On 2-dic-10, at 13:09, Michel Fortin wrote:
On 2010-12-02 05:57:18 -0500, Fawzi Mohamed <[email protected]> said:
well as your are at it I would argue a bit more on the syntax.
[...]
I suppose that will probably considered too difficult to
implement, but I wanted to propose it again because I find that it
is the most clean solution conceptually.
It is significantly more complex, not only for the compiler but also
for the one reading/writing the code, as you'd have to propagate
that 'weak_const' as a new, distinct modifier for it to be usable
across function calls. I don't think it's worth it really.

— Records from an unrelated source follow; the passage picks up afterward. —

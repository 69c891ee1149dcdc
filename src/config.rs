//! Application configuration loaded from environment variables.
//!
//! Cloud Run injects secrets as environment variables via secret bindings,
//! so everything is read once at startup and cached in memory.

use std::env;
use std::time::Duration;

/// Name of the session cookie holding the JWT.
pub const SESSION_COOKIE: &str = "psaich_token";

/// Application configuration, loaded once at startup.
#[derive(Debug, Clone)]
pub struct Config {
    // --- Environment Variables (non-sensitive) ---
    /// Frontend URL (CORS origin and cookie scope)
    pub frontend_url: String,
    /// GCP project ID (Firestore and Firebase Authentication)
    pub gcp_project_id: String,
    /// Server port
    pub port: u16,
    /// Base URL of the OpenAI-compatible chat-completion API
    pub llm_base_url: String,
    /// Model used for chat completions
    pub llm_model: String,
    /// Timeout for a single chat completion
    pub llm_timeout: Duration,

    // --- Secrets ---
    /// JWT signing key for session tokens (raw bytes)
    pub jwt_signing_key: Vec<u8>,
    /// API key for the chat-completion API
    pub llm_api_key: String,
}

impl Config {
    /// Load configuration from environment variables.
    pub fn from_env() -> Result<Self, ConfigError> {
        dotenvy::dotenv().ok(); // Load .env file if present

        Ok(Self {
            frontend_url: env::var("FRONTEND_URL")
                .unwrap_or_else(|_| "http://localhost:3000".to_string()),
            gcp_project_id: env::var("GCP_PROJECT_ID").unwrap_or_else(|_| "local-dev".to_string()),
            port: env::var("PORT")
                .unwrap_or_else(|_| "8080".to_string())
                .parse()
                .unwrap_or(8080),
            llm_base_url: env::var("OPENAI_BASE_URL")
                .unwrap_or_else(|_| "https://api.openai.com/v1".to_string()),
            llm_model: env::var("OPENAI_MODEL").unwrap_or_else(|_| "gpt-4".to_string()),
            llm_timeout: Duration::from_secs(
                env::var("LLM_TIMEOUT_SECS")
                    .ok()
                    .and_then(|v| v.parse().ok())
                    .unwrap_or(60),
            ),

            jwt_signing_key: env::var("JWT_SIGNING_KEY")
                .map_err(|_| ConfigError::Missing("JWT_SIGNING_KEY"))?
                .into_bytes(),
            llm_api_key: env::var("OPENAI_API_KEY")
                .map(|v| v.trim().to_string())
                .map_err(|_| ConfigError::Missing("OPENAI_API_KEY"))?,
        })
    }

    /// Offline configuration for tests.
    ///
    /// The chat-completion URL points at a closed local port so any LLM
    /// call fails fast.
    pub fn test_default() -> Self {
        Self {
            frontend_url: "http://localhost:3000".to_string(),
            gcp_project_id: "test-project".to_string(),
            port: 8080,
            llm_base_url: "http://127.0.0.1:9".to_string(),
            llm_model: "gpt-4".to_string(),
            llm_timeout: Duration::from_secs(2),
            jwt_signing_key: b"test_jwt_key_32_bytes_minimum!!".to_vec(),
            llm_api_key: "test_api_key".to_string(),
        }
    }

    /// Whether cookies should carry the `Secure` attribute.
    pub fn secure_cookies(&self) -> bool {
        self.frontend_url.starts_with("https://")
    }
}

/// Configuration errors
#[derive(Debug, thiserror::Error)]
pub enum ConfigError {
    #[error("Missing required environment variable: {0}")]
    Missing(&'static str),
}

ok, eheh I just realized that also the tail shared protection has
exactly the same constraints as the weak const (or tail const), and
also for that it seems that the more complex struct case was scrapped,
restricting it to pointer array and refs.
As for the syntax for classes, I feel "const(Object)ref" with the
optional ref marker is easier to grasp than introducing a new
concept called 'weak_const'. I welcome any suggestions, but my aim
is to keep the changes as small and localized as possible in the
compiler and follow as closely as possible existing language patterns.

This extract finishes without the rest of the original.